在之前的博客召唤神龙打造自己的ChatGPT_gzroy的博客-CSDN博客中,我介绍了如何用有监督微调训练(SFT)来训练一个GPT 2的模型,使得模型具备对话问答的能力。在OpenAI的InstructGPT论文中,SFT是训练的第一步,第二步是训练一个奖励模型,使得可以根据人类的偏好来对模型的回答进行评分,然后在第三步就可以通过强化学习的方式,通过奖励模型给出的奖励来对模型进行进一步的训练,使得模型能满足安全性,可控性等方面的要求。这篇文章我将介绍如何训练一个奖励模型。

数据集的准备

在InstructGPT论文中,OpenAI介绍了如何准备数据,通过第一步的SFT模型,准备一批提示语,对于每个提示语,模型都生成多个回答,例如生成9个回答。然后人工对这9个回答的质量进行排序。之所以不是人工直接对这9个回答进行评分,是因为每个人对于回答的评分标准都不同,然而大家对于那个回答质量更高是比较容易得到统一的,因此采取排序的方式。获得了排序之后,我们就可以计算这个pair-wise的loss值,即把回答两两比较,其得分之间的差距应该足够大。例如对于回答A和回答B,A的质量比B的要高,那么我们可以用以下公式表示这两个回答之间的质量差值,其中x表示prompt, y表示对应的回答:

\log \left ( \sigma \left ( r_{\theta} \left ( x,y_{a } \right )-r_{\theta} \left ( x,y_{b } \right )\right ) \right )

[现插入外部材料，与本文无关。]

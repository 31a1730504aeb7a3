use crate::error::ChatError;
use crate::kube::{ClusterInspector, ClusterStatus};
use crate::server::router::AppState;
use axum::{
    Json, Router,
    extract::{State, rejection::JsonRejection},
    http::StatusCode,
    response::IntoResponse,
    routing::{get, post},
};
use kubechat_schema::ChatEnvelope;
use serde::{Deserialize, Serialize};
use serde_json::json;
use tracing::warn;

pub fn router() -> Router<AppState> {
    Router::new()
        .route("/api/k8s/status", get(status_handler))
        .route("/api/k8s/switch-context", post(switch_context_handler))
}

#[derive(Debug, Deserialize)]
pub struct SwitchContextRequest {
    #[serde(default)]
    pub context: Option<String>,
}

#[derive(Debug, Serialize)]
struct ClusterOverview {
    #[serde(flatten)]
    status: ClusterStatus,
    contexts: Vec<String>,
}

fn require_cluster(state: &AppState) -> Result<&ClusterInspector, ChatError> {
    state.cluster.as_ref().ok_or_else(|| ChatError::RequestRejected {
        status: StatusCode::NOT_FOUND,
        code: "CHATOPS_DISABLED",
        message: "cluster endpoints are only available in chatops mode".to_string(),
        debug_message: None,
    })
}

/// GET /api/k8s/status
pub async fn status_handler(State(state): State<AppState>) -> Result<impl IntoResponse, ChatError> {
    let cluster = require_cluster(&state)?;

    let mut status = ClusterStatus::clone(&*cluster.status().await);
    let contexts = match cluster.contexts().await {
        Ok(list) => {
            if list.active.is_some() {
                status.active_context = list.active;
            }
            list.contexts
        }
        Err(e) => {
            warn!(error = %e, "Failed to list kubectl contexts");
            Vec::new()
        }
    };

    Ok(Json(ClusterOverview { status, contexts }))
}

/// POST /api/k8s/switch-context
pub async fn switch_context_handler(
    State(state): State<AppState>,
    payload: Result<Json<SwitchContextRequest>, JsonRejection>,
) -> Result<impl IntoResponse, ChatError> {
    let cluster = require_cluster(&state)?;
    let Json(request) = payload?;

    let Some(context) = request
        .context
        .as_deref()
        .map(str::trim)
        .filter(|c| !c.is_empty())
    else {
        return Err(ChatError::bad_request("MISSING_CONTEXT", "Context name required"));
    };

    let list = cluster.switch_context(context).await?;
    Ok(Json(
        ChatEnvelope::success(format!("Switched to context {context}")).with_data(json!({
            "active_context": list.active,
            "contexts": list.contexts,
        })),
    ))
}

如果我们有9个回答,那么两两配对之后总共有\binom{k}{2}个,k=9,总共36个配对。因此总的loss值为:

loss\left ( \theta \right )=-\frac{1}{\binom{k}{2}}E_{\left ( x,y_{a},y_{b}^{}\right )\sim D}\left [ \log \left ( r_{\theta \left ( x,y_{a} \right )} -r_{\theta \left ( x,y_{b} \right )}\right ) \right ]

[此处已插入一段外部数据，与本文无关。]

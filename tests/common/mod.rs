#![allow(dead_code)]

use axum::{
    Json, Router,
    body::{Body, to_bytes},
    extract::State,
    http::{Request, Response, StatusCode, header},
    routing::post,
};
use kubechat::assistant::ChatService;
use kubechat::config::{AssistantConfig, AssistantMode, Config, ProviderKind};
use kubechat::db::DbActorHandle;
use kubechat::providers::Providers;
use serde_json::{Value, json};
use std::sync::{Arc, Mutex};
use std::time::{SystemTime, UNIX_EPOCH};
use tokio::net::TcpListener;
use url::Url;

pub fn unique_path(prefix: &str, ext: &str) -> std::path::PathBuf {
    let nanos = SystemTime::now()
        .duration_since(UNIX_EPOCH)
        .expect("system time before UNIX_EPOCH")
        .as_nanos();

    let mut temp_path = std::env::temp_dir();
    temp_path.push(format!(
        "kubechat-{prefix}-{}-{}.{ext}",
        std::process::id(),
        nanos
    ));
    temp_path
}

pub async fn spawn_store(prefix: &str) -> DbActorHandle {
    let path = unique_path(prefix, "sqlite");
    let database_url = format!("sqlite:{}", path.display());
    kubechat::db::spawn(&database_url)
        .await
        .expect("spawn db actor")
}

pub async fn spawn_test_server(app: Router) -> Url {
    let listener = TcpListener::bind("127.0.0.1:0")
        .await
        .expect("bind listener");
    let addr = listener.local_addr().expect("local addr");
    let base = Url::parse(&format!("http://{addr}")).expect("valid base url");

    tokio::spawn(async move {
        axum::serve(listener, app).await.expect("server run");
    });

    base
}

/// What the fake upstream answers and every request body it received.
#[derive(Clone)]
pub struct FakeUpstream {
    pub status: StatusCode,
    pub reply: Arc<Mutex<String>>,
    pub requests: Arc<Mutex<Vec<Value>>>,
}

impl FakeUpstream {
    pub fn replying(reply: &str) -> Self {
        Self {
            status: StatusCode::OK,
            reply: Arc::new(Mutex::new(reply.to_string())),
            requests: Arc::new(Mutex::new(Vec::new())),
        }
    }

    pub fn failing(status: StatusCode) -> Self {
        Self {
            status,
            ..Self::replying("")
        }
    }

    pub fn set_reply(&self, reply: &str) {
        *self.reply.lock().unwrap() = reply.to_string();
    }

    pub fn requests(&self) -> Vec<Value> {
        self.requests.lock().unwrap().clone()
    }
}

async fn chat_completions(
    State(fake): State<FakeUpstream>,
    Json(body): Json<Value>,
) -> (StatusCode, Json<Value>) {
    fake.requests.lock().unwrap().push(body);
    if !fake.status.is_success() {
        return (
            fake.status,
            Json(json!({ "error": { "message": "upstream exploded", "type": "server_error" } })),
        );
    }

    let content = fake.reply.lock().unwrap().clone();
    (
        StatusCode::OK,
        Json(json!({
            "id": "chatcmpl-test",
            "object": "chat.completion",
            "model": "gpt-test",
            "choices": [{
                "index": 0,
                "message": { "role": "assistant", "content": content },
                "finish_reason": "stop"
            }]
        })),
    )
}

/// OpenAI-compatible `/v1/chat/completions` on an ephemeral port.
pub async fn spawn_fake_openai(fake: FakeUpstream) -> Url {
    let app = Router::new()
        .route("/v1/chat/completions", post(chat_completions))
        .with_state(fake);
    spawn_test_server(app).await
}

pub fn openai_config(base: &Url) -> Config {
    let mut cfg = Config::default();
    cfg.providers.active = ProviderKind::Openai;
    cfg.providers.openai.base_url = base.join("v1/").expect("join base url");
    cfg.providers.openai.api_key = Some("sk-test".to_string());
    cfg.providers.openai.model = "gpt-test".to_string();
    cfg.providers.openai.upstream.retry_max_times = Some(0);
    cfg.providers.openai.upstream.timeout_secs = Some(5);
    cfg
}

pub fn chatbot_service(cfg: &Config, store: DbActorHandle) -> ChatService {
    let providers = Providers::from_config(&cfg.providers).expect("build providers");
    let assistant = AssistantConfig {
        mode: AssistantMode::Chatbot,
        ..cfg.assistant.clone()
    };
    ChatService::chatbot(&assistant, store, providers.active)
}

pub fn json_request(method: &str, uri: &str, body: &str) -> Request<Body> {
    Request::builder()
        .method(method)
        .uri(uri)
        .header(header::CONTENT_TYPE, "application/json")
        .body(Body::from(body.to_string()))
        .expect("failed to build request")
}

pub fn with_cookie(mut req: Request<Body>, cookie: &str) -> Request<Body> {
    if !cookie.is_empty() {
        req.headers_mut()
            .insert(header::COOKIE, cookie.parse().expect("valid cookie header"));
    }
    req
}

/// `name=value` pairs from every `Set-Cookie` header, ready for a `Cookie` header.
pub fn cookie_header_from_set_cookie_headers(headers: &axum::http::HeaderMap) -> String {
    let mut pairs: Vec<String> = Vec::new();
    for v in headers.get_all(header::SET_COOKIE).iter() {
        let s = v.to_str().expect("set-cookie header was not valid utf-8");
        let first = s.split(';').next().unwrap_or("");
        let mut parts = first.splitn(2, '=');
        let name = parts.next().unwrap_or("");
        let value = parts.next().unwrap_or("");
        if !name.trim().is_empty() {
            pairs.push(format!("{}={}", name.trim(), value));
        }
    }
    pairs.join("; ")
}

pub async fn body_json(resp: Response<Body>) -> Value {
    let body = to_bytes(resp.into_body(), usize::MAX)
        .await
        .expect("read body");
    serde_json::from_slice(&body).expect("body is json")
}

对这个loss值进行最小化,即代表模型能最大限度的区分质量好和质量差的回答之间的评分。

OpenAI并没有开放相关的数据集,另外人工对回答进行排序也是比较耗时的工作,因此这里我打算用一些开源的数据集来完成这个奖励模型的训练。在Huggingface有一个Anthropic公司提供的一个数据集,Anthropic/hh-rlhf · Datasets at Hugging Face,这个公司的员工也是从OpenAI出来的,因为不满OpenAI对技术的不开放而成立的一个新公司。在这个数据集里面提供了chosen和rejected两个字段,分别代表对于一个Prompt的质量好和质量差的回答,我们可以利用这个数据集来进行训练。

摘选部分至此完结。